> **The task**: Keep only the lines of the material below that contain the word "optimum". Copy those lines.

> **Dataset content**:
════
//! Maximum-likelihood estimation of the conditional logit.
//!
//! Two strategies implement [`ChoiceModelEstimator`]:
//!
//! - [`NewtonRaphson`] maximizes the log-likelihood with full Newton steps
//!   (halved when a step would lower the likelihood);
//! - [`RegularizedNewton`] maximizes `LL(β) − λ/2 ‖β‖²` with
//!   Levenberg-damped Newton steps. The ridge term keeps the problem strictly
//!   concave, so it survives separation and collinearity.
//!
//! [`ChoiceProblem::estimate`] runs them as a two-stage pipeline: the
//! primary strategy first, the fallback when the primary reports a
//! structured [`FailureReason`], and a `CALC_NONCONVERGENCE` error carrying
//! the last log-likelihood when both fail.

use log::{debug, info, warn};
use nalgebra::linalg::Cholesky;
use nalgebra::{DMatrix, DVector};
use serde::Serialize;

use crate::design::DesignMatrix;
use crate::error::{ConjointError, ConjointWarning, FailureReason, Result};
use crate::likelihood::{evaluate, LikelihoodEvaluation};
use crate::options::{BaselineHandling, ConjointOptions, EstimationMethod};
use crate::solving::{FallbackOptions, SolverOptions, SolverSummary};
use crate::stats::condition_number;

/// Information matrices with a larger condition number are treated as singular.
const SINGULAR_CONDITION: f64 = 1e14;

/// A coefficient whose information has shrunk below this fraction of its
/// value at `β = 0` is being pushed to infinity by separated data.
const SEPARATION_RATIO: f64 = 1e-6;

/// Which strategy produced a [`ModelResult`].
#[derive(Clone, Copy, Debug, PartialEq, Eq, Serialize)]
#[serde(rename_all = "snake_case")]
pub enum MethodUsed {
    NewtonRaphson,
    RegularizedNewton,
}

impl MethodUsed {
    pub fn name(&self) -> &'static str {
        match self {
            MethodUsed::NewtonRaphson => "newton_raphson",
            MethodUsed::RegularizedNewton => "regularized_newton",
        }
    }
}

/// Estimated coefficients and their sampling covariance. Both strategies
/// return this same shape.
#[derive(Clone, Debug, Serialize)]
pub struct ModelResult {
    /// One coefficient per design column.
    pub coefficients: DVector<f64>,
    /// Inverse of the negative Hessian at the optimum (penalized for the fallback).
    pub covariance: DMatrix<f64>,
    /// Unpenalized log-likelihood at the optimum.
    pub log_likelihood: f64,
    pub converged: bool,
    pub iterations: usize,
    pub method: MethodUsed,
    pub summary: SolverSummary,
    /// Condition number of the covariance matrix.
    pub condition_number: f64,
}

impl ModelResult {
    pub fn parameter_count(&self) -> usize {
        self.coefficients.len()
    }

    pub fn standard_errors(&self) -> DVector<f64> {
        self.covariance.diagonal().map(|v| v.max(0.0).sqrt())
    }
}

/// Why a strategy stopped without a usable result.
#[derive(Debug)]
pub enum EstimationFailure {
    /// The strategy gave up; the caller may retry with another strategy.
    Failed {
        reason: FailureReason,
        log_likelihood: f64,
        iterations: usize,
    },
    /// Retrying cannot help.
    Fatal(ConjointError),
}

impl From<ConjointError> for EstimationFailure {
    fn from(error: ConjointError) -> Self {
        EstimationFailure::Fatal(error)
    }
}

fn failed(reason: FailureReason, log_likelihood: f64, iterations: usize) -> EstimationFailure {
    EstimationFailure::Failed {
        reason,
        log_likelihood,
        iterations,
    }
}

/// Anything that can fit the conditional logit on a design.
pub trait ChoiceModelEstimator {
    fn method(&self) -> MethodUsed;

    fn estimate(&self, design: &DesignMatrix) -> std::result::Result<ModelResult, EstimationFailure>;
}

/// Primary strategy: Newton-Raphson with step halving.
#[derive(Clone, Debug, Default)]
pub struct NewtonRaphson {
    pub options: SolverOptions,
}

impl NewtonRaphson {
    pub fn new(options: SolverOptions) -> Self {
        Self { options }
    }
}

impl ChoiceModelEstimator for NewtonRaphson {
    fn method(&self) -> MethodUsed {
        MethodUsed::NewtonRaphson
    }

    fn estimate(&self, design: &DesignMatrix) -> std::result::Result<ModelResult, EstimationFailure> {
        let options = &self.options;
        let mut beta = DVector::zeros(design.ncols());
        let mut current = evaluate(design, &beta)?;
        let initial_information = current.information.diagonal();
        let mut last_step = f64::INFINITY;
        let mut iterations = 0usize;

        loop {
            if !current.is_finite() {
                return Err(failed(FailureReason::NonFinite, current.log_likelihood, iterations));
            }
            let max_gradient = current.max_abs_gradient();
            if max_gradient < options.gradient_tolerance || last_step < options.step_tolerance {
                break;
            }
            if iterations == options.max_iterations {
                return Err(failed(
                    FailureReason::IterationLimit,
                    current.log_likelihood,
                    iterations,
                ));
            }

            let cholesky = Cholesky::new(current.information.clone()).ok_or_else(|| {
                failed(FailureReason::SingularHessian, current.log_likelihood, iterations)
            })?;
            let direction = cholesky.solve(&current.gradient);

            let mut scale = 1.0;
            let mut halvings = 0usize;
            let (candidate, evaluation) = loop {
                let candidate = &beta + &direction * scale;
                let evaluation = evaluate(design, &candidate)?;
                let improved = evaluation.log_likelihood
                    >= current.log_likelihood - 1e-12 * current.log_likelihood.abs();
                if evaluation.is_finite() && improved {
                    break (candidate, evaluation);
                }
                halvings += 1;
                if halvings > options.max_step_halvings {
                    return Err(failed(
                        FailureReason::LineSearch,
                        current.log_likelihood,
                        iterations,
                    ));
                }
                scale *= 0.5;
            };

            last_step = (&candidate - &beta).amax();
            beta = candidate;
            current = evaluation;
            iterations += 1;
            debug!(
                "newton iteration {iterations}: log-likelihood {:.6}, max |gradient| {:.3e}, step {:.3e}, halvings {halvings}",
                current.log_likelihood,
                current.max_abs_gradient(),
                last_step
            );

            if beta.amax() > options.max_abs_coefficient {
                return Err(failed(
                    FailureReason::Divergence,
                    current.log_likelihood,
                    iterations,
                ));
            }
        }

        let separated = current
            .information
            .diagonal()
            .iter()
            .zip(initial_information.iter())
            .any(|(now, start)| *now < SEPARATION_RATIO * start);
        if separated {
            return Err(failed(
                FailureReason::Divergence,
                current.log_likelihood,
                iterations,
            ));
        }

        let condition = condition_number(&current.information);
        if !condition.is_finite() || condition > SINGULAR_CONDITION {
            return Err(failed(
                FailureReason::SingularHessian,
                current.log_likelihood,
                iterations,
            ));
        }
        let covariance = Cholesky::new(current.information.clone())
            .ok_or_else(|| {
                failed(FailureReason::SingularHessian, current.log_likelihood, iterations)
            })?
            .inverse();

        Ok(finish(
            beta,
            covariance,
            &current,
            current.max_abs_gradient(),
            last_step,
            iterations,
            condition,
            MethodUsed::NewtonRaphson,
        ))
    }
}

/// Fallback strategy: ridge-penalized, Levenberg-damped Newton.
#[derive(Clone, Debug, Default)]
pub struct RegularizedNewton {
    pub options: FallbackOptions,
}

impl RegularizedNewton {
    pub fn new(options: FallbackOptions) -> Self {
        Self { options }
    }

    fn penalized(&self, evaluation: &LikelihoodEvaluation, beta: &DVector<f64>) -> f64 {
        evaluation.log_likelihood - 0.5 * self.options.ridge * beta.norm_squared()
    }
}

impl ChoiceModelEstimator for RegularizedNewton {
    fn method(&self) -> MethodUsed {
        MethodUsed::RegularizedNewton
    }

    fn estimate(&self, design: &DesignMatrix) -> std::result::Result<ModelResult, EstimationFailure> {
        let options = &self.options;
        let k = design.ncols();
        let ridge = DMatrix::<f64>::identity(k, k) * options.ridge;
        let mut beta = DVector::zeros(k);
        let mut current = evaluate(design, &beta)?;
        let mut objective = self.penalized(&current, &beta);
        let mut damping = options.initial_damping;
        let mut last_step = f64::INFINITY;
        let mut iterations = 0usize;

        let max_gradient = loop {
            if !current.is_finite() {
                return Err(failed(FailureReason::NonFinite, current.log_likelihood, iterations));
            }
            let gradient = &current.gradient - &beta * options.ridge;
            let max_gradient = gradient.amax();
            if max_gradient < options.gradient_tolerance || last_step < options.step_tolerance {
                break max_gradient;
            }
            if iterations == options.max_iterations {
                return Err(failed(
                    FailureReason::IterationLimit,
                    current.log_likelihood,
                    iterations,
                ));
            }

            let hessian = &current.information + &ridge;
            let mut attempts = 0usize;
            let (candidate, evaluation, candidate_objective) = loop {
                let damped = &hessian + DMatrix::<f64>::identity(k, k) * damping;
                let step = Cholesky::new(damped)
                    .map(|cholesky| cholesky.solve(&gradient))
                    .ok_or_else(|| {
                        failed(FailureReason::SingularHessian, current.log_likelihood, iterations)
                    })?;
                let candidate = &beta + step;
                let evaluation = evaluate(design, &candidate)?;
                let candidate_objective = self.penalized(&evaluation, &candidate);
                if evaluation.is_finite() && candidate_objective >= objective {
                    damping = (damping * 0.1).max(1e-12);
                    break (candidate, evaluation, candidate_objective);
                }
                attempts += 1;
                if attempts > 60 {
                    return Err(failed(
                        FailureReason::LineSearch,
                        current.log_likelihood,
                        iterations,
                    ));
                }
                damping = (damping * 10.0).max(1e-6);
            };

            last_step = (&candidate - &beta).amax();
            beta = candidate;
            current = evaluation;
            objective = candidate_objective;
            iterations += 1;
            debug!(
                "regularized iteration {iterations}: penalized objective {objective:.6}, damping {damping:.1e}, step {last_step:.3e}"
            );
        };

        let penalized_information = &current.information + &ridge;
        let condition = condition_number(&penalized_information);
        let covariance = Cholesky::new(penalized_information)
            .ok_or_else(|| ConjointError::singular("regularized information matrix"))?
            .inverse();

        Ok(finish(
            beta,
            covariance,
            &current,
            max_gradient,
            last_step,
            iterations,
            condition,
            MethodUsed::RegularizedNewton,
        ))
    }
}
════
> **Answer below**:
    /// Inverse of the negative Hessian at the optimum (penalized for the fallback).
    /// Unpenalized log-likelihood at the optimum.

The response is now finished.